Amīrate or Sultanate?

The Chinggisid Legacy

Chapter:
(p.182) 5 Amīrate or Sultanate?
Source:
Power, Politics, and Tradition in the Mongol Empire and the Ilkhanate of Iran
Author(s):

Michael Hope

Publisher:
Oxford University Press
DOI:10.1093/acprof:oso/9780198768593.003.0005

This chapter discusses the failure of Ghazan’s heirs to preserve his patrimonial state. It shows how Ghazan’s household staff came to form a new propertied aristocracy, which sought to protect its wealth, offices, and prestige from the expansion of the central government.
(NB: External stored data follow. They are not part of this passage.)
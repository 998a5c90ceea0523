use std::fs;
use std::fs::File;
use std::io::{BufReader, BufWriter};
use std::path::Path;

use anyhow::{Context, Result};
use cell_layout::io::ext_repr::ExtInstance;
use cell_layout::io::tsv;
use log::{Level, LevelFilter, info, log, warn};
use ndarray::Array2;
use serde::Serialize;

use crate::EPOCH;
use crate::config::PHCConfig;

pub mod cli;
pub mod output;

pub fn read_instance(path: &Path) -> Result<ExtInstance> {
    let file = File::open(path)
        .with_context(|| format!("could not open instance file: {}", path.display()))?;
    let reader = BufReader::new(file);
    serde_json::from_reader(reader)
        .with_context(|| format!("could not parse instance file: {}", path.display()))
}

/// Reads and validates the optimizer configuration, falling back to the default one when no file is given.
pub fn read_config(path: Option<&Path>) -> Result<PHCConfig> {
    let config: PHCConfig = match path {
        None => {
            warn!("[MAIN] no config file provided, use --config-file to provide a custom config");
            PHCConfig::default()
        }
        Some(path) => {
            let file = File::open(path)
                .with_context(|| format!("could not open config file: {}", path.display()))?;
            serde_json::from_reader(BufReader::new(file)).context("incorrect config file format")?
        }
    };
    config.validate()?;
    Ok(config)
}

pub fn write_json(json: &impl Serialize, path: &Path) -> Result<()> {
    let file = File::create(path)
        .with_context(|| format!("could not open solution file: {}", path.display()))?;
    let writer = BufWriter::new(file);
    serde_json::to_writer_pretty(writer, json)
        .with_context(|| format!("could not write solution file: {}", path.display()))?;

    info!("solution written to {:?}", fs::canonicalize(path)?);
    Ok(())
}

/// Writes a matrix as tab-separated text, see [`cell_layout::io::tsv::write_tsv`].
pub fn write_tsv(values: &Array2<f64>, path: &Path) -> Result<()> {
    let file = File::create(path)
        .with_context(|| format!("could not open matrix file: {}", path.display()))?;
    tsv::write_tsv(values, BufWriter::new(file))
        .with_context(|| format!("could not write matrix file: {}", path.display()))?;

    info!("matrix written to {:?}", fs::canonicalize(path)?);
    Ok(())
}

/// Logs to stdout, prefixed with the level, the time elapsed since [`EPOCH`] and the thread.
/// Rayon workers are unnamed, they are identified by their thread id instead.
pub fn init_logger(level_filter: LevelFilter) -> Result<()> {
    fern::Dispatch::new()
        .format(|out, message, record| {
            let handle = std::thread::current();
            let thread = match handle.name() {
                Some(name) => name.to_string(),
                None => format!("{:?}", handle.id()),
            };

            let elapsed = EPOCH.elapsed();
            let (secs, millis) = (elapsed.as_secs(), elapsed.subsec_millis());
            let prefix = format!(
                "[{}] [{:0>2}:{:0>2}:{:0>2}.{millis:0>3}] <{thread}>",
                record.level(),
                secs / 3600,
                (secs / 60) % 60,
                secs % 60,
            );

            out.finish(format_args!("{prefix:<40}{message}"))
        })
        .level(level_filter)
        .chain(std::io::stdout())
        .apply()
        .context("could not initialize logger")?;
    log!(Level::Info, "Epoch: {}", jiff::Timestamp::now());
    Ok(())
}
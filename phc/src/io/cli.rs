use std::path::PathBuf;

use clap::Parser;
use log::LevelFilter;

#[derive(Parser, Debug)]
#[command(author, version, about)]
pub struct Cli {
    #[arg(short, long, value_name = "FILE")]
    pub input_file: PathBuf,
    #[arg(short, long, value_name = "FOLDER")]
    pub solution_folder: PathBuf,
    #[arg(short, long, value_name = "FILE")]
    pub config_file: Option<PathBuf>,
    #[arg(
        short,
        long,
        value_name = "[off, error, warn, info, debug, trace]",
        default_value = "info"
    )]
    pub log_level: LevelFilter,
}
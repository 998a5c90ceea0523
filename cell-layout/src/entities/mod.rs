mod instance;
mod layout;
mod location;
mod machine;
mod operation;
mod process_plan;
mod solution;

#[doc(inline)]
pub use instance::Instance;

#[doc(inline)]
pub use layout::Layout;

#[doc(inline)]
pub use location::Location;

#[doc(inline)]
pub use machine::Machine;

#[doc(inline)]
pub use operation::Operation;

#[doc(inline)]
pub use process_plan::ProcessPlan;

#[doc(inline)]
pub use solution::Solution;
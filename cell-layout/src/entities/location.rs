use crate::geometry::GridPoint;

/// Candidate location on the grid, a machine can be assigned to it.
#[derive(Debug, Clone, PartialEq, Eq)]
pub struct Location {
    /// Index of the location in the [`Instance`](crate::entities::Instance), also its row/column in the distance matrix
    pub id: usize,
    pub name: String,
    pub pos: GridPoint,
}

impl Location {
    pub fn new(id: usize, name: impl Into<String>, pos: GridPoint) -> Self {
        Self {
            id,
            name: name.into(),
            pos,
        }
    }
}
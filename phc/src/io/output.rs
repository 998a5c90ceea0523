use cell_layout::io::ext_repr::{ExtInstance, ExtSolution};
use serde::{Deserialize, Serialize};

use crate::config::PHCConfig;

#[derive(Serialize, Deserialize, Clone)]
pub struct PHCOutput {
    #[serde(flatten)]
    pub instance: ExtInstance,
    pub initial_solution: ExtSolution,
    pub solution: ExtSolution,
    pub config: PHCConfig,
}
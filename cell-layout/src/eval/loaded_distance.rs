use std::fmt::Display;

use ordered_float::NotNan;

/// Cost of a layout: the sum over all machine pairs of flow volume times travelled distance.
/// Totally ordered, lower is better.
#[derive(PartialEq, PartialOrd, Copy, Clone, Debug, Eq, Ord, Hash)]
pub struct LoadedDistance(NotNan<f64>);

impl LoadedDistance {
    pub fn new(value: f64) -> Self {
        debug_assert!(value >= 0.0, "loaded distance is negative: {value}");
        LoadedDistance(NotNan::new(value).expect("loaded distance is NaN"))
    }

    pub fn value(&self) -> f64 {
        self.0.into_inner()
    }
}

impl Display for LoadedDistance {
    fn fmt(&self, f: &mut std::fmt::Formatter<'_>) -> std::fmt::Result {
        write!(f, "{}", self.0)
    }
}
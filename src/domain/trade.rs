//! Completed trades emitted by the signal engine.

use chrono::NaiveDate;
use std::fmt;

/// Which condition opened a position.
#[derive(Debug, Clone, Copy, PartialEq, Eq, Hash)]
pub enum EntryType {
    Oscillator,
    Slope,
}

impl fmt::Display for EntryType {
    fn fmt(&self, f: &mut fmt::Formatter<'_>) -> fmt::Result {
        match self {
            EntryType::Oscillator => f.write_str("oscillator"),
            EntryType::Slope => f.write_str("slope"),
        }
    }
}

/// A position held between an entry and an exit row.
#[derive(Debug, Clone, Copy, PartialEq)]
pub struct OpenPosition {
    pub entry_date: NaiveDate,
    pub entry_price: f64,
    pub entry_type: EntryType,
}

impl OpenPosition {
    /// Close the position at `exit_price` on `exit_date`.
    ///
    /// Returns `None` for a zero entry price: such a trade has no defined
    /// return and is discarded.
    pub fn close(&self, exit_date: NaiveDate, exit_price: f64) -> Option<TradeSignal> {
        if self.entry_price == 0.0 {
            return None;
        }
        Some(TradeSignal {
            entry_date: self.entry_date,
            exit_date,
            entry_price: self.entry_price,
            exit_price,
            return_pct: (exit_price - self.entry_price) / self.entry_price * 100.0,
            days_held: (exit_date - self.entry_date).num_days(),
            entry_type: self.entry_type,
        })
    }
}

#[derive(Debug, Clone, PartialEq)]
pub struct TradeSignal {
    pub entry_date: NaiveDate,
    pub exit_date: NaiveDate,
    pub entry_price: f64,
    pub exit_price: f64,
    pub return_pct: f64,
    /// Calendar days, not trading days.
    pub days_held: i64,
    pub entry_type: EntryType,
}
//! JSON report adapter implementing ReportPort.
//!
//! The DTOs below are the only place numbers are rounded: two decimals for
//! prices, percentages and ratios, one for average hold, and daily returns
//! as a percentage with four decimals.

use std::fs;
use std::path::Path;

use serde::Serialize;
use tracing::info;

use crate::domain::analysis::{BranchAnalysis, BranchOverview};
use crate::domain::equity::{EquityCurve, EquityPoint, EquityYearlyStats};
use crate::domain::error::SlopeFilterError;
use crate::domain::metrics::{PerformanceMetrics, YearlyStats, round_to};
use crate::domain::signal::SignalParams;
use crate::domain::trade::TradeSignal;
use crate::ports::report_port::ReportPort;

#[derive(Debug, Serialize, PartialEq)]
pub struct ParamsReport {
    pub slope_window: usize,
    pub pos_threshold: f64,
    pub neg_threshold: f64,
    pub mode: String,
}

impl From<&SignalParams> for ParamsReport {
    fn from(p: &SignalParams) -> Self {
        ParamsReport {
            slope_window: p.slope_window,
            pos_threshold: p.pos_threshold,
            neg_threshold: p.neg_threshold,
            mode: p.mode.to_string(),
        }
    }
}

#[derive(Debug, Serialize, PartialEq)]
pub struct MetricsReport {
    pub total_return: f64,
    pub win_rate: f64,
    pub max_drawdown: f64,
    pub num_trades: usize,
    pub time_in_market: f64,
    pub avg_days_held: f64,
    pub avg_return: f64,
    pub sharpe_ratio: f64,
    pub volatility: f64,
}

impl From<&PerformanceMetrics> for MetricsReport {
    fn from(m: &PerformanceMetrics) -> Self {
        let m = m.rounded();
        MetricsReport {
            total_return: m.total_return,
            win_rate: m.win_rate,
            max_drawdown: m.max_drawdown,
            num_trades: m.num_trades,
            time_in_market: m.time_in_market,
            avg_days_held: m.avg_days_held,
            avg_return: m.avg_return,
            sharpe_ratio: m.sharpe_ratio,
            volatility: m.volatility,
        }
    }
}

#[derive(Debug, Serialize, PartialEq)]
pub struct TradeReport {
    pub entry_date: String,
    pub exit_date: String,
    pub entry_price: f64,
    pub exit_price: f64,
    pub return_pct: f64,
    pub days_held: i64,
    pub entry_type: String,
}

impl From<&TradeSignal> for TradeReport {
    fn from(t: &TradeSignal) -> Self {
        TradeReport {
            entry_date: t.entry_date.to_string(),
            exit_date: t.exit_date.to_string(),
            entry_price: round_to(t.entry_price, 2),
            exit_price: round_to(t.exit_price, 2),
            return_pct: round_to(t.return_pct, 2),
            days_held: t.days_held,
            entry_type: t.entry_type.to_string(),
        }
    }
}

#[derive(Debug, Serialize, PartialEq)]
pub struct YearlyReport {
    pub year: i32,
    pub return_pct: f64,
    pub max_drawdown: f64,
    pub trades: usize,
    pub avg_hold: f64,
}

impl From<&YearlyStats> for YearlyReport {
    fn from(y: &YearlyStats) -> Self {
        let y = y.rounded();
        YearlyReport {
            year: y.year,
            return_pct: y.return_pct,
            max_drawdown: y.max_drawdown,
            trades: y.trades,
            avg_hold: y.avg_hold,
        }
    }
}

#[derive(Debug, Serialize, PartialEq)]
pub struct AnalysisReport {
    pub branch: String,
    pub ticker: String,
    pub params: ParamsReport,
    pub metrics: Option<MetricsReport>,
    pub trades: Vec<TradeReport>,
    pub yearly_stats: Vec<YearlyReport>,
    pub open_position_at_end: bool,
}

impl From<&BranchAnalysis> for AnalysisReport {
    fn from(a: &BranchAnalysis) -> Self {
        AnalysisReport {
            branch: a.branch.clone(),
            ticker: a.ticker.clone(),
            params: ParamsReport::from(&a.params),
            metrics: a.metrics.as_ref().map(MetricsReport::from),
            trades: a.signals.trades.iter().map(TradeReport::from).collect(),
            yearly_stats: a.yearly.iter().map(YearlyReport::from).collect(),
            open_position_at_end: a.signals.open_position_at_end(),
        }
    }
}

#[derive(Debug, Serialize, PartialEq)]
pub struct OverviewReport {
    pub ticker: String,
    pub branch: String,
    pub period: String,
    pub return_pct: f64,
    pub cagr: f64,
    pub win_rate: f64,
    pub max_drawdown: f64,
    pub trades: usize,
    pub sharpe: f64,
    pub time_in_market: f64,
}

impl From<&BranchOverview> for OverviewReport {
    fn from(o: &BranchOverview) -> Self {
        OverviewReport {
            ticker: o.ticker.clone(),
            branch: o.branch.clone(),
            period: o.period.clone(),
            return_pct: round_to(o.return_pct, 2),
            cagr: round_to(o.cagr, 2),
            win_rate: round_to(o.win_rate, 2),
            max_drawdown: round_to(o.max_drawdown, 2),
            trades: o.trades,
            sharpe: round_to(o.sharpe, 2),
            time_in_market: round_to(o.time_in_market, 2),
        }
    }
}

#[derive(Debug, Serialize, PartialEq)]
pub struct EquityPointReport {
    pub date: String,
    pub equity: f64,
    /// Percent.
    pub daily_return: f64,
    pub drawdown_pct: f64,
    pub is_live: bool,
    pub benchmark_equity: Option<f64>,
}

impl From<&EquityPoint> for EquityPointReport {
    fn from(p: &EquityPoint) -> Self {
        EquityPointReport {
            date: p.date.to_string(),
            equity: round_to(p.equity, 2),
            daily_return: round_to(p.daily_return * 100.0, 4),
            drawdown_pct: round_to(p.drawdown_pct, 2),
            is_live: p.is_live,
            benchmark_equity: p.benchmark_equity.map(|b| round_to(b, 2)),
        }
    }
}

#[derive(Debug, Serialize, PartialEq)]
pub struct EquityYearlyReport {
    pub year: i32,
    pub profit_pct: f64,
    pub max_drawdown_pct: f64,
    pub start_equity: f64,
    pub end_equity: f64,
}

impl From<&EquityYearlyStats> for EquityYearlyReport {
    fn from(y: &EquityYearlyStats) -> Self {
        EquityYearlyReport {
            year: y.year,
            profit_pct: round_to(y.profit_pct, 2),
            max_drawdown_pct: round_to(y.max_drawdown_pct, 2),
            start_equity: round_to(y.start_equity, 2),
            end_equity: round_to(y.end_equity, 2),
        }
    }
}

#[derive(Debug, Serialize, PartialEq)]
pub struct EquityReport {
    pub data: Vec<EquityPointReport>,
    pub yearly_stats: Vec<EquityYearlyReport>,
}

impl From<&EquityCurve> for EquityReport {
    fn from(c: &EquityCurve) -> Self {
        EquityReport {
            data: c.points.iter().map(EquityPointReport::from).collect(),
            yearly_stats: c.yearly.iter().map(EquityYearlyReport::from).collect(),
        }
    }
}

/// Writes reports as pretty-printed JSON.
pub struct JsonReportAdapter;

impl JsonReportAdapter {
    fn write_json<T: Serialize>(value: &T, output_path: &Path) -> Result<(), SlopeFilterError> {
        let json = serde_json::to_string_pretty(value).map_err(|e| SlopeFilterError::Report {
            reason: e.to_string(),
        })?;
        fs::write(output_path, json)?;
        info!(path = %output_path.display(), "report written");
        Ok(())
    }
}

impl ReportPort for JsonReportAdapter {
    fn write_analysis(&self, analysis: &BranchAnalysis, output_path: &Path) -> Result<(), SlopeFilterError> {
        Self::write_json(&AnalysisReport::from(analysis), output_path)
    }

    fn write_overview(&self, rows: &[BranchOverview], output_path: &Path) -> Result<(), SlopeFilterError> {
        let report: Vec<OverviewReport> = rows.iter().map(OverviewReport::from).collect();
        Self::write_json(&report, output_path)
    }

    fn write_equity(&self, curve: &EquityCurve, output_path: &Path) -> Result<(), SlopeFilterError> {
        Self::write_json(&EquityReport::from(curve), output_path)
    }
}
This new propertied aristocracy reinstated the collegial system of government, whose final success saw the Īlkhānate divided between several powerful magnates. The chapter concludes by showing that the traditions of collegial and patrimonial authority remained an important part of the Temürid political tradition in the fourteenth and fifteenth centuries. This chapter also provides a recapitulation of the general narrative and the main contention of the book. It reinforces the argument made in Chapter 4 that a syncretic Islamic–Mongolian political tradition emerged in the thirteenth and fourteenth centuries. It therefore contradicts the view that Islamic civilization simply overwhelmed the traditional culture of the Mongol Īlkhāns.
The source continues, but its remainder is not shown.